Long-term Oral Esomeprazole for Prevention of Peptic Ulcer Rebleeding in High-risk Patients

Inclusion Criteria: * Eligible participants included patients ≥20 years who had undergone gastroscopy for melena, haematochezia, or haematemesis due to bleeding peptic ulcers with major stigmata of recent hemorrhage. The major stigmata of recent haemorrhage were classified as Forrest class Ia, Ib, IIa, and IIb. All of the stigmata are given one or a combination of endoscopic therapies, including local injection of diluted epinephrine 1:10000, bipolar heated probe, argon plasma coagulation, band ligation, or hemoclip therapy.

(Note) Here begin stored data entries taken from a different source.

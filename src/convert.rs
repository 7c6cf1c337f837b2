//! Image normalization for the Kobo renderer.
//!
//! Any image the device asks for comes back as a baseline JPEG. When the
//! source cannot be fetched or decoded the caller still gets a JPEG: a white
//! 800x600 canvas captioned with what went wrong.

use bytes::Bytes;
use font8x8::{BASIC_FONTS, UnicodeFonts};
use futures_util::StreamExt;
use image::codecs::jpeg::JpegEncoder;
use image::{ImageReader, ImageResult, Rgb, RgbImage};
use reqwest::Client;
use std::collections::HashMap;
use std::io::Cursor;

pub const JPEG_QUALITY: u8 = 85;
pub const PLACEHOLDER_WIDTH: u32 = 800;
pub const PLACEHOLDER_HEIGHT: u32 = 600;
const CAPTION_X: u32 = 20;
const CAPTION_BASELINE: u32 = 300;
const GLYPH_SIZE: u32 = 8;

const CONVERTED_CACHE_CONTROL: &str = "public, max-age=3600";
const PLACEHOLDER_CACHE_CONTROL: &str = "public, max-age=300";

#[derive(Debug, Clone, Copy, PartialEq, Eq, Hash)]
pub enum Failure {
    FetchFailed,
    NotFound,
    TooLarge,
    DecodeFailed,
    EncodeFailed,
}

impl Failure {
    pub const ALL: [Failure; 5] = [
        Failure::FetchFailed,
        Failure::NotFound,
        Failure::TooLarge,
        Failure::DecodeFailed,
        Failure::EncodeFailed,
    ];

    pub fn caption(self) -> &'static str {
        match self {
            Failure::FetchFailed => "Image fetch failed",
            Failure::NotFound => "Image not found",
            Failure::TooLarge => "Image too large",
            Failure::DecodeFailed => "Image decoding failed",
            Failure::EncodeFailed => "Image encoding failed",
        }
    }
}

#[derive(Debug, Clone)]
pub enum ConvertedImage {
    Converted(Bytes),
    Placeholder(Failure, Bytes),
}

impl ConvertedImage {
    pub fn bytes(&self) -> Bytes {
        match self {
            ConvertedImage::Converted(bytes) | ConvertedImage::Placeholder(_, bytes) => bytes.clone(),
        }
    }

    pub fn cache_control(&self) -> &'static str {
        match self {
            ConvertedImage::Converted(_) => CONVERTED_CACHE_CONTROL,
            ConvertedImage::Placeholder(..) => PLACEHOLDER_CACHE_CONTROL,
        }
    }

    pub fn failure(&self) -> Option<Failure> {
        match self {
            ConvertedImage::Converted(_) => None,
            ConvertedImage::Placeholder(failure, _) => Some(*failure),
        }
    }
}

pub struct ImageConverter {
    http: Client,
    max_bytes: usize,
    placeholders: HashMap<Failure, Bytes>,
}

impl ImageConverter {
    /// Placeholders are rendered up front so that `convert` has no failure
    /// path of its own. `http` should carry the image fetch timeout.
    pub fn new(http: Client, max_bytes: usize) -> ImageResult<Self> {
        let mut placeholders = HashMap::new();
        for failure in Failure::ALL {
            placeholders.insert(failure, Bytes::from(render_placeholder(failure.caption())?));
        }

        Ok(Self {
            http,
            max_bytes,
            placeholders,
        })
    }

    pub async fn convert(&self, url: &str) -> ConvertedImage {
        let result = match self.fetch(url).await {
            Ok(body) => to_jpeg(&body),
            Err(failure) => Err(failure),
        };

        match result {
            Ok(jpeg) => ConvertedImage::Converted(Bytes::from(jpeg)),
            Err(failure) => {
                tracing::warn!(image_url = %url, reason = failure.caption(), "serving placeholder image");
                ConvertedImage::Placeholder(failure, self.placeholder(failure))
            }
        }
    }

    pub fn placeholder(&self, failure: Failure) -> Bytes {
        self.placeholders.get(&failure).cloned().unwrap_or_default()
    }

    async fn fetch(&self, url: &str) -> Result<Vec<u8>, Failure> {
        let response = self.http.get(url).send().await.map_err(|e| {
            tracing::warn!(image_url = %url, error = %e, "failed to fetch image");
            Failure::FetchFailed
        })?;

        let status = response.status();
        if !status.is_success() {
            tracing::warn!(image_url = %url, status = status.as_u16(), "image host returned an error");
            return Err(Failure::NotFound);
        }

        if let Some(length) = response.content_length() {
            if length > self.max_bytes as u64 {
                return Err(Failure::TooLarge);
            }
        }

        let mut body = Vec::new();
        let mut stream = response.bytes_stream();
        while let Some(chunk) = stream.next().await {
            let chunk = chunk.map_err(|e| {
                tracing::warn!(image_url = %url, error = %e, "failed to read image body");
                Failure::FetchFailed
            })?;
            if body.len() + chunk.len() > self.max_bytes {
                return Err(Failure::TooLarge);
            }
            body.extend_from_slice(&chunk);
        }

        Ok(body)
    }
}

/// Decodes any supported format and re-encodes it as an RGB JPEG.
pub fn to_jpeg(source: &[u8]) -> Result<Vec<u8>, Failure> {
    let decoded = ImageReader::new(Cursor::new(source))
        .with_guessed_format()
        .map_err(|_| Failure::DecodeFailed)?
        .decode()
        .map_err(|e| {
            tracing::debug!(error = %e, "image decode failed");
            Failure::DecodeFailed
        })?;

    encode_jpeg(&decoded.to_rgb8()).map_err(|e| {
        tracing::warn!(error = %e, "jpeg encode failed");
        Failure::EncodeFailed
    })
}

fn encode_jpeg(image: &RgbImage) -> ImageResult<Vec<u8>> {
    let mut cursor = Cursor::new(Vec::new());
    let mut encoder = JpegEncoder::new_with_quality(&mut cursor, JPEG_QUALITY);
    encoder.encode_image(image)?;
    Ok(cursor.into_inner())
}

pub fn render_placeholder(caption: &str) -> ImageResult<Vec<u8>> {
    let mut canvas = RgbImage::from_pixel(PLACEHOLDER_WIDTH, PLACEHOLDER_HEIGHT, Rgb([255, 255, 255]));
    draw_text(&mut canvas, caption, CAPTION_X, CAPTION_BASELINE);
    encode_jpeg(&canvas)
}

fn draw_text(canvas: &mut RgbImage, text: &str, x: u32, baseline: u32) {
    let top = baseline.saturating_sub(GLYPH_SIZE);
    for (i, ch) in text.chars().enumerate() {
        let Some(glyph) = BASIC_FONTS.get(ch) else {
            continue;
        };
        let left = x + i as u32 * GLYPH_SIZE;
        for (row, bits) in glyph.iter().enumerate() {
            for col in 0..GLYPH_SIZE {
                // bit 0 is the leftmost pixel
                if bits & (1 << col) == 0 {
                    continue;
                }
                let (px, py) = (left + col, top + row as u32);
                if px < canvas.width() && py < canvas.height() {
                    canvas.put_pixel(px, py, Rgb([0, 0, 0]));
                }
            }
        }
    }
}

Patients will undergo a follow-up endoscopy about 12 to 16 weeks later to confirm that the ulcer has healed to be less than 0.5 cm; otherwise, patients are not enrolled. Exclusion Criteria: * Patients are excluded if they had tumor bleeding or ulcer bleeding due to the presence of a Dieulafoy lesion or mechanical factors (e.g, gastrostomy tube induction), comorbid with reflux esophagitis grade C or D, Barrett's esophagus, or marginal ulcer bleeding, hypersensitivity to esomeprazole or any component of the formulation, or had previously participated in the study. Because of concern for patient safety with certain drug-drug interactions, patients who receive anti-platelet therapy, e.g., aspirin, clopidogrel, or others for prophylaxis of established cardiovascular or cerebrovascular diseases will be excluded.